The Continental Mark V pictured here swanning through its element in Palm Springs was our most expensive car new ($7056). It is also the heaviest, at nearly 6000 pounds. The 131-inch wheelbase is the longest, as is the 227-inch overall length, and the car is over 6.5 feet wide. Lincoln produced just a little more than 2000 Mark V convertibles, with an enormously complex roof and motorized window-within-a-window rear pane that let the driver drop either the rear glass or the entire roof at the push of buttons. The works disappeared under a self-retracting tonneau cover.

When this robotic spaghetti splicer has problems, which is not infrequently, David Freedman—an L.A. television producer who has owned the car for more than 25 years—applies a knowing touch to the various switches, joints, and boughs to get it to move. Luckily for us, the roof had recently undergone a restoration at a shop in Hollywood, and the car’s mighty spread of canvas folded away with only mild groans from the ancient clockworks hidden beneath.

Unlike the racy Chrysler and the slinky Cadillac, the Lincoln feels the most like a mobile throne. The flat, button-tufted bench affords you a commanding view, especially of the imposing dash with its tapered jet nacelles housing the gauges and its many appliqués of metalized textures. The steering wheel hub alone is fascinating: The trademark gold Lincoln star seems to float above a disco ball surface composed of tiny, interlocked triangles. It looks like something a semiconductor fab made last week in South Korea, not some trinket of interior jazz from 60 years ago.

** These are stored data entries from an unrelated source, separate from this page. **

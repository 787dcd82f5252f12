//! Configuration Module - TOML-based Exporter Configuration
//!
//! Loads and validates configuration from `hashcheck.toml`.
//! Targets may be given as a `[[targets]]` list, a `[hashes]`
//! url-to-digest table, or both; they are merged into one list.

pub mod hot_reload;
pub mod loader;

use std::collections::BTreeMap;
use std::time::Duration;

use serde::Deserialize;

use crate::domain::TargetSpec;

/// Top-level exporter configuration.
///
/// Loaded from `hashcheck.toml` at startup. All fields are validated
/// before the exporter starts listening.
#[derive(Debug, Clone, PartialEq, Eq, Deserialize)]
#[serde(deny_unknown_fields)]
pub struct AppConfig {
  /// Deployment mode.
  #[serde(default)]
  pub mode: Mode,
  /// Log level (trace, debug, info, warn, error).
  #[serde(default = "default_log_level")]
  pub log_level: String,
  /// Probe scheduling.
  #[serde(default)]
  pub probe: ProbeConfig,
  /// Config hot reload (persistent mode only).
  #[serde(default)]
  pub reload: ReloadConfig,
  /// Targets in list form.
  #[serde(default)]
  pub targets: Vec<TargetEntry>,
  /// Targets in map form: url -> expected digest.
  #[serde(default)]
  pub hashes: BTreeMap<String, String>,
}

/// Where targets come from and whether state persists between scrapes.
#[derive(Debug, Clone, Copy, Default, PartialEq, Eq, Deserialize)]
#[serde(rename_all = "snake_case")]
pub enum Mode {
  /// Long-lived targets; registry built once at startup.
  #[default]
  Persistent,
  /// Configured targets; fresh registry per scrape.
  Static,
  /// Target and digest supplied per request as query parameters.
  OnDemand,
}

/// Probe scheduling configuration.
#[derive(Debug, Clone, PartialEq, Eq, Deserialize)]
#[serde(default)]
pub struct ProbeConfig {
  /// Parallel workers; zero or negative means the default of 3.
  pub workers: i64,
  /// Per-request timeout in seconds.
  pub timeout_seconds: u64,
  /// Background probe interval in seconds (persistent mode).
  /// Zero probes on every scrape instead.
  pub interval_seconds: u64,
}

impl ProbeConfig {
  /// HTTP request timeout.
  pub const fn timeout(&self) -> Duration {
    Duration::from_secs(self.timeout_seconds)
  }

  /// Background probe interval, if enabled.
  pub fn interval(&self) -> Option<Duration> {
    non_zero_secs(self.interval_seconds)
  }
}

impl Default for ProbeConfig {
  fn default() -> Self {
    Self {
      workers: 0,
      timeout_seconds: default_timeout(),
      interval_seconds: 0,
    }
  }
}

/// Hot-reload configuration.
#[derive(Debug, Clone, PartialEq, Eq, Deserialize)]
#[serde(default)]
pub struct ReloadConfig {
  /// Re-read the config file periodically.
  pub enabled: bool,
  /// Seconds between checks.
  pub interval_seconds: u64,
}

impl ReloadConfig {
  /// Check interval, if reloading is enabled.
  pub fn interval(&self) -> Option<Duration> {
    if self.enabled {
      non_zero_secs(self.interval_seconds)
    } else {
      None
    }
  }
}

impl Default for ReloadConfig {
  fn default() -> Self {
    Self {
      enabled: false,
      interval_seconds: default_reload_interval(),
    }
  }
}

/// One entry of the `[[targets]]` list.
#[derive(Debug, Clone, PartialEq, Eq, Deserialize)]
#[serde(deny_unknown_fields)]
pub struct TargetEntry {
  /// Target URL.
  pub url: String,
  /// Expected digest; empty or absent disables verification.
  #[serde(default)]
  pub hash: Option<String>,
}

impl AppConfig {
  /// All configured targets: list entries first, then map entries
  /// in key order.
  pub fn target_specs(&self) -> Vec<TargetSpec> {
    self
      .targets
      .iter()
      .map(|t| TargetSpec::new(t.url.trim(), t.hash.clone()))
      .chain(
        self
          .hashes
          .iter()
          .map(|(url, hash)| TargetSpec::new(url.trim(), Some(hash.clone()))),
      )
      .collect()
  }
}

// Default value functions for serde

fn default_log_level() -> String {
  "info".to_string()
}

const fn default_timeout() -> u64 {
  10
}

const fn default_reload_interval() -> u64 {
  60
}

fn non_zero_secs(secs: u64) -> Option<Duration> {
  (secs > 0).then(|| Duration::from_secs(secs))
}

Until a sudden brake-lining failure slowed the car’s pace, the Lincoln performed for us like it was new, the big 430 purring as if it rolled out of the plant minutes before. Despite its bulk, it wasn’t difficult to wheel through modern traffic, just as the Chrysler and Cadillac also seemed perfectly at home crisscrossing the wide boulevards of Palm Springs, making their occupants feel like a million bucks. Anyone who has driven a car from this era knows what they drive like: floating suspensions, leisurely acceleration, and fingertip steering effort.

Ad copywriters loved to weave word-carpets in Life and Look about the “command feel” of a “highway-tuned suspension.” However, even if the Chrysler’s 375-hp 413 was indeed a preview of the horsepower wars to come, Detroit was still focused on velvet-wrapped luxury as the sole determinant of a car’s worth. These days, the ideal way to enjoy a fin car is to don your best trilby, throw an arm over the seatback, and cruise like you own the joint.

Fin car grouped action
James Lipman

And that’s what these cars do—indeed, did back then for the people who bought them. If the world of 1960 was speeding up and shrinking rapidly, these cars made you feel like you still owned it. John Keats railed that the automobiles of the era were not “reliable machines for reasonable men to use,” but instead resembled “vast, neon-lit pinball machines with the chromium schmaltz.” Ultimately, though, the schmaltz lost, and “reasonable machines” went on to rule the earth. Meaning today’s newest five-door, all-wheel-drive, multi-activity, active-safety hybrid crossover is barely distinguishable from last year’s. Yay for progress.

Maybe it’s because we had spent a couple of days driving the perfect cars in the perfect setting enjoying fairly perfect Southern California weather, but if forced to pick a side, reliable machines for reasonable people or tailfinned schmaltz for daydreaming nitwits, we stand proudly with the dreamers who wanted in their cars a taste of an optimistic future.